TASK DIRECTIONS:
In the records below, pick out all lines containing the word "AluOp".

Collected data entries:
»»
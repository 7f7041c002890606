//! Packet payloads flowing between ports.
//!
//! The packet zoo is finite and closed, so payloads are a single tagged
//! union rather than downcast-able trait objects: commands into each
//! functional unit, results out of each unit, memory traffic, raw integers,
//! and boolean signal levels. Every packet carries the cycle it was produced
//! and a validity flag; cloning is derived and lossless.

use crate::common::Cycle;
use crate::core::units::ops::{AluOp, BruOp, DvuOp, LsuOp, MluOp};

/// The closed union of payloads that can cross a port.
#[derive(Clone, Debug, PartialEq)]
pub enum Payload {
    /// A raw integer value.
    Value(u32),

    /// Command into an integer ALU lane.
    AluCmd {
        /// First operand value.
        a: u32,
        /// Second operand value (or immediate).
        b: u32,
        /// Operation to perform.
        op: AluOp,
        /// Destination register.
        rd: u8,
    },
    /// Result out of an integer ALU lane.
    AluResult {
        /// Computed value.
        value: u32,
        /// Destination register.
        rd: u8,
    },

    /// Command into the branch-resolution unit.
    ///
    /// `rs1`/`rs2` carry operand *values* read at dispatch; target
    /// arithmetic stays with the dispatcher, which supplies `pc_next`.
    BruCmd {
        /// Program counter of the branch.
        pc: u32,
        /// Dispatcher-computed next sequential PC.
        pc_next: u32,
        /// Branch operation.
        op: BruOp,
        /// First operand value.
        rs1: u32,
        /// Second operand value.
        rs2: u32,
        /// Destination register (link register for jumps).
        rd: u8,
    },
    /// Result out of the branch-resolution unit.
    BruResult {
        /// Link value (`pc + 4`) for jumps; 0 otherwise.
        link_data: u32,
        /// Destination register.
        rd: u8,
        /// True when `link_data` must be written back.
        link_valid: bool,
        /// Branch outcome.
        taken: bool,
        /// Resolved target (the dispatcher-provided `pc_next`).
        target: u32,
    },

    /// Command into the multiplier unit; the 64-bit product is computed
    /// with the operation's signedness at dispatch.
    MluCmd {
        /// Destination register.
        rd: u8,
        /// Which half of the product to select.
        op: MluOp,
        /// Pre-signed 64-bit product.
        product: i64,
    },
    /// Result out of the multiplier unit.
    MluResult {
        /// Selected 32-bit half.
        value: u32,
        /// Destination register.
        rd: u8,
    },

    /// Command into the divider unit.
    DvuCmd {
        /// Destination register.
        rd: u8,
        /// Divide operation.
        op: DvuOp,
        /// Dividend operand.
        dividend: u32,
        /// Divisor operand.
        divisor: u32,
    },
    /// Result out of the divider unit.
    DvuResult {
        /// Quotient or remainder, signs applied.
        value: u32,
        /// Destination register.
        rd: u8,
    },

    /// Memory request into the load/store unit.
    MemRequest {
        /// Load/store operation.
        op: LsuOp,
        /// Word address.
        address: u32,
        /// Store data (ignored for loads).
        data: u32,
        /// Request identifier echoed in the response.
        request_id: u32,
        /// Destination register stamped into the response (0 for stores).
        rd: u8,
    },
    /// Memory response out of the load/store unit.
    MemResponse {
        /// Loaded data (0 for stores and out-of-range loads).
        data: u32,
        /// Word address of the access.
        address: u32,
        /// Request identifier from the matching request.
        request_id: u32,
        /// Destination register (0 for stores).
        rd: u8,
    },

    /// A boolean signal level (ready/valid, stall).
    Signal(bool),
}

/// A timestamped payload as it crosses the fabric.
#[derive(Clone, Debug, PartialEq)]
pub struct Packet {
    /// The payload.
    pub payload: Payload,
    /// Cycle the packet was produced or last forwarded.
    pub timestamp: Cycle,
    /// Validity flag; ports treat invalid packets as absent data.
    pub valid: bool,
}

impl Packet {
    /// Creates a valid packet stamped with the given cycle.
    pub fn new(payload: Payload, timestamp: Cycle) -> Self {
        Self {
            payload,
            timestamp,
            valid: true,
        }
    }

    /// Creates the zero-value bookkeeping packet used by pipeline stages
    /// that only need something flowing.
    pub fn stub(timestamp: Cycle) -> Self {
        Self::new(Payload::Value(0), timestamp)
    }

    /// Creates a signal-level packet.
    pub fn signal(level: bool, timestamp: Cycle) -> Self {
        Self::new(Payload::Signal(level), timestamp)
    }

    /// Destination register carried by a result payload, if any.
    pub fn result_rd(&self) -> Option<u8> {
        match self.payload {
            Payload::AluResult { rd, .. }
            | Payload::MluResult { rd, .. }
            | Payload::DvuResult { rd, .. }
            | Payload::MemResponse { rd, .. }
            | Payload::BruResult { rd, .. } => Some(rd),
            _ => None,
        }
    }
}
««
TASK RESULT:
use crate::core::units::ops::{AluOp, BruOp, DvuOp, LsuOp, MluOp};
        op: AluOp,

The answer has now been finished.